Work to complete
Find each line of the material below in which the word "snapshot" occurs, and return it.

#####

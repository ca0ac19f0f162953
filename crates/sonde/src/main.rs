//! sonde unified launcher: CLI commands plus the HTTP API server.

use anyhow::{bail, Context, Result};
use clap::{Parser, Subcommand};
use sonde_engines::{EngineDefinition, EngineRegistry};
use sonde_logging::LogConfig;
use sonde_orchestrator::{Orchestrator, OrchestratorConfig, StatusService};
use sonde_protocol::{FileOutcome, HistoryRecord, ScanOptions};
use sonde_store::HistoryStore;
use std::path::PathBuf;
use std::process::ExitCode;
use std::sync::Arc;
use tracing::info;

mod api;
mod walk;

use walk::WalkFilters;

#[derive(Parser, Debug)]
#[command(name = "sonde", about = "Content-detection scan orchestrator")]
struct Cli {
    /// Enable verbose logging (info/debug to stderr)
    #[arg(short = 'v', long, global = true)]
    verbose: bool,

    /// Register an external engine: NAME=COMMAND [ARGS...]
    /// Can be specified multiple times.
    #[arg(long = "engine", global = true, value_name = "NAME=CMD")]
    engines: Vec<String>,

    /// History database path (default: ~/.sonde/history.db)
    #[arg(long, global = true)]
    db: Option<PathBuf>,

    #[command(subcommand)]
    command: Commands,
}

#[derive(Subcommand, Debug)]
enum Commands {
    /// Run the HTTP API server
    Serve {
        /// Address to bind
        #[arg(long, default_value = "127.0.0.1:8750")]
        bind: String,

        /// Worker pool size for batch scans (1-32)
        #[arg(long, default_value_t = 8)]
        pool_size: usize,
    },

    /// Scan files or directories
    Scan {
        /// Files or directories to scan
        #[arg(required = true)]
        paths: Vec<PathBuf>,

        /// Restrict detection to these engines
        #[arg(long = "only", value_name = "ENGINE")]
        only: Vec<String>,

        /// Worker pool size for batches (1-32)
        #[arg(short = 'w', long, default_value_t = 8)]
        workers: usize,

        /// Glob pattern applied when walking directories
        #[arg(long)]
        pattern: Option<String>,

        /// Only analyse files with these extensions
        #[arg(long = "ext", value_name = "EXT")]
        extensions: Vec<String>,

        /// Directory names to skip during walks
        #[arg(long = "ignore", value_name = "DIR")]
        ignore: Vec<String>,

        /// Skip content hashing
        #[arg(long)]
        no_hashes: bool,

        /// Skip deep analysis (structure + security assessment)
        #[arg(long)]
        no_deep: bool,

        /// Reuse results for byte-identical files within the batch
        #[arg(long)]
        skip_duplicates: bool,

        /// Per-engine timeout in milliseconds
        #[arg(long, default_value_t = 30_000)]
        timeout_ms: u64,

        /// Reject files larger than this many bytes
        #[arg(long, default_value_t = 100 * 1024 * 1024)]
        max_file_size: u64,

        /// Output as JSON
        #[arg(long)]
        json: bool,
    },

    /// List registered engines
    Engines {
        /// Include live status and usage statistics
        #[arg(long)]
        status: bool,

        /// Output as JSON
        #[arg(long)]
        json: bool,
    },

    /// Show recent scan history
    History {
        /// Maximum records to show
        #[arg(short = 'n', long, default_value_t = 20)]
        limit: usize,

        /// Output as JSON
        #[arg(long)]
        json: bool,
    },

    /// Show system metrics
    Metrics {
        /// Output as JSON
        #[arg(long)]
        json: bool,
    },
}

#[tokio::main]
async fn main() -> ExitCode {
    let cli = Cli::parse();
    if let Err(e) = sonde_logging::init_logging(LogConfig {
        app_name: "sonde",
        verbose: cli.verbose,
    }) {
        eprintln!("warning: logging init failed: {:#}", e);
    }

    match run(cli).await {
        Ok(()) => ExitCode::SUCCESS,
        Err(e) => {
            eprintln!("error: {:#}", e);
            ExitCode::FAILURE
        }
    }
}

async fn run(cli: Cli) -> Result<()> {
    let definitions = engine_definitions(&cli.engines)?;

    match cli.command {
        Commands::Serve { bind, pool_size } => {
            let orchestrator =
                build_orchestrator(definitions, cli.db, pool_size, None).await?;
            info!("sonde API starting");
            api::serve(api::AppState::new(orchestrator), &bind).await
        }

        Commands::Scan {
            paths,
            only,
            workers,
            pattern,
            extensions,
            ignore,
            no_hashes,
            no_deep,
            skip_duplicates,
            timeout_ms,
            max_file_size,
            json,
        } => {
            let options = ScanOptions {
                engines: only,
                deep_analysis: !no_deep,
                generate_hashes: !no_hashes,
                skip_duplicates,
                timeout_ms,
                max_file_size_bytes: max_file_size,
                ..Default::default()
            };
            let orchestrator =
                build_orchestrator(definitions, cli.db, workers, Some(options.clone())).await?;

            let filters = WalkFilters {
                pattern,
                extensions,
                ignore,
            };
            let mut files = walk::collect_files(&paths, &filters)?;
            if files.is_empty() {
                bail!("no files matched");
            }

            if files.len() == 1 {
                let (filename, payload) = files.remove(0);
                let result = orchestrator
                    .scan_single(&filename, &payload, Some(options))
                    .await?;
                if json {
                    println!("{}", serde_json::to_string_pretty(&result)?);
                } else {
                    print_result(&result);
                }
            } else {
                let batch_id = orchestrator.submit_batch(files, Some(options)).await?;
                let snapshot = orchestrator.wait_batch(&batch_id).await?;
                if json {
                    println!("{}", serde_json::to_string_pretty(&snapshot)?);
                } else {
                    for outcome in &snapshot.results {
                        print_outcome(outcome);
                    }
                    println!(
                        "batch {}: {} files, {} ok, {} failed, {} skipped",
                        snapshot.batch_id,
                        snapshot.total_files,
                        snapshot.completed,
                        snapshot.failed,
                        snapshot.skipped
                    );
                }
            }
            Ok(())
        }

        Commands::Engines { status, json } => {
            let orchestrator = build_orchestrator(definitions, cli.db, 1, None).await?;
            if status {
                let service = StatusService::new(orchestrator);
                let entries = service.engine_status().await?;
                if json {
                    println!("{}", serde_json::to_string_pretty(&entries)?);
                } else {
                    for (name, entry) in entries {
                        println!(
                            "{:<16} {:<12} v{:<8} scans={} avg={:.1}ms",
                            name,
                            entry.status,
                            entry.version,
                            entry.stats.scans_completed,
                            entry.stats.avg_time_ms
                        );
                    }
                }
            } else {
                let engines = orchestrator.registry().list();
                if json {
                    println!("{}", serde_json::to_string_pretty(&engines)?);
                } else {
                    for engine in engines {
                        println!(
                            "{:<16} {:<12} v{} (cost {:.1})",
                            engine.name, engine.status, engine.version, engine.cost
                        );
                    }
                }
            }
            Ok(())
        }

        Commands::History { limit, json } => {
            let orchestrator = build_orchestrator(definitions, cli.db, 1, None).await?;
            let records = orchestrator.store().list(limit).await?;
            if json {
                println!("{}", serde_json::to_string_pretty(&records)?);
            } else if records.is_empty() {
                println!("history is empty");
            } else {
                for record in records {
                    print_record(&record);
                }
            }
            Ok(())
        }

        Commands::Metrics { json } => {
            let orchestrator = build_orchestrator(definitions, cli.db, 1, None).await?;
            let service = StatusService::new(orchestrator);
            let metrics = service.system_metrics().await?;
            if json {
                println!("{}", serde_json::to_string_pretty(&metrics)?);
            } else {
                println!(
                    "cpu {:.1}%  mem {:.1}% ({}/{} MB)  disk {:.1}%",
                    metrics.cpu_usage,
                    metrics.memory_usage,
                    metrics.memory_used / 1_000_000,
                    metrics.memory_total / 1_000_000,
                    metrics.disk_usage
                );
                println!(
                    "scans total={}  active workers={}",
                    metrics.total_scans, metrics.active_workers
                );
                for (engine, stats) in metrics.engine_stats {
                    println!(
                        "  {:<16} scans={} avg={:.1}ms",
                        engine, stats.scans_completed, stats.avg_time_ms
                    );
                }
            }
            Ok(())
        }
    }
}

/// Parse repeatable `--engine NAME=COMMAND [ARGS...]` flags.
fn engine_definitions(specs: &[String]) -> Result<Vec<EngineDefinition>> {
    let mut definitions = EngineDefinition::defaults();
    for spec in specs {
        let (name, command_line) = spec
            .split_once('=')
            .with_context(|| format!("bad --engine '{}', expected NAME=COMMAND", spec))?;
        let mut parts = command_line.split_whitespace();
        let command = parts
            .next()
            .with_context(|| format!("bad --engine '{}', empty command", spec))?;
        definitions.push(EngineDefinition::Subprocess {
            name: name.trim().to_string(),
            version: "external".to_string(),
            cost: 1.0,
            command: PathBuf::from(command),
            args: parts.map(|s| s.to_string()).collect(),
        });
    }
    Ok(definitions)
}

async fn build_orchestrator(
    definitions: Vec<EngineDefinition>,
    db: Option<PathBuf>,
    pool_size: usize,
    default_options: Option<ScanOptions>,
) -> Result<Arc<Orchestrator>> {
    let registry = EngineRegistry::discover(definitions)
        .await
        .context("engine discovery failed")?;

    let db_path = db.unwrap_or_else(|| sonde_logging::sonde_home().join("history.db"));
    if let Some(parent) = db_path.parent() {
        std::fs::create_dir_all(parent)
            .with_context(|| format!("cannot create {}", parent.display()))?;
    }
    let store = HistoryStore::open(&db_path)
        .await
        .with_context(|| format!("cannot open history store {}", db_path.display()))?;

    let config = OrchestratorConfig {
        pool_size,
        default_options: default_options.unwrap_or_default(),
        ..Default::default()
    };
    Ok(Arc::new(Orchestrator::new(
        config,
        Arc::new(registry),
        store,
    )))
}

fn print_result(result: &sonde_protocol::ScanResult) {
    let threat = result
        .security
        .as_ref()
        .map(|s| s.threat_level.as_str())
        .unwrap_or("-");
    println!(
        "{:<40} {:<32} conf={:.2} threat={} engines={} {}ms",
        result.filename,
        result.detected_type,
        result.confidence,
        threat,
        result.engines_used.join(","),
        result.scan_duration_ms
    );
}

fn print_outcome(outcome: &FileOutcome) {
    match outcome {
        FileOutcome::Scanned(result) => print_result(result),
        FileOutcome::Failed(marker) => {
            println!(
                "{:<40} FAILED [{}] {}",
                marker.filename, marker.error_kind, marker.message
            );
        }
        FileOutcome::Skipped { filename, reason } => {
            println!("{:<40} SKIPPED {}", filename, reason);
        }
    }
}

fn print_record(record: &HistoryRecord) {
    match record {
        HistoryRecord::Scan(result) => {
            println!(
                "{}  {:<40} {:<32} conf={:.2}",
                result.timestamp.format("%Y-%m-%d %H:%M:%S"),
                result.filename,
                result.detected_type,
                result.confidence
            );
        }
        HistoryRecord::Failure(marker) => {
            println!(
                "{}  {:<40} FAILED [{}]",
                marker.timestamp.format("%Y-%m-%d %H:%M:%S"),
                marker.filename,
                marker.error_kind
            );
        }
    }
}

#####

Result of this task
                let snapshot = orchestrator.wait_batch(&batch_id).await?;
                    println!("{}", serde_json::to_string_pretty(&snapshot)?);
                    for outcome in &snapshot.results {
                        snapshot.batch_id,
                        snapshot.total_files,
                        snapshot.completed,
                        snapshot.failed,
                        snapshot.skipped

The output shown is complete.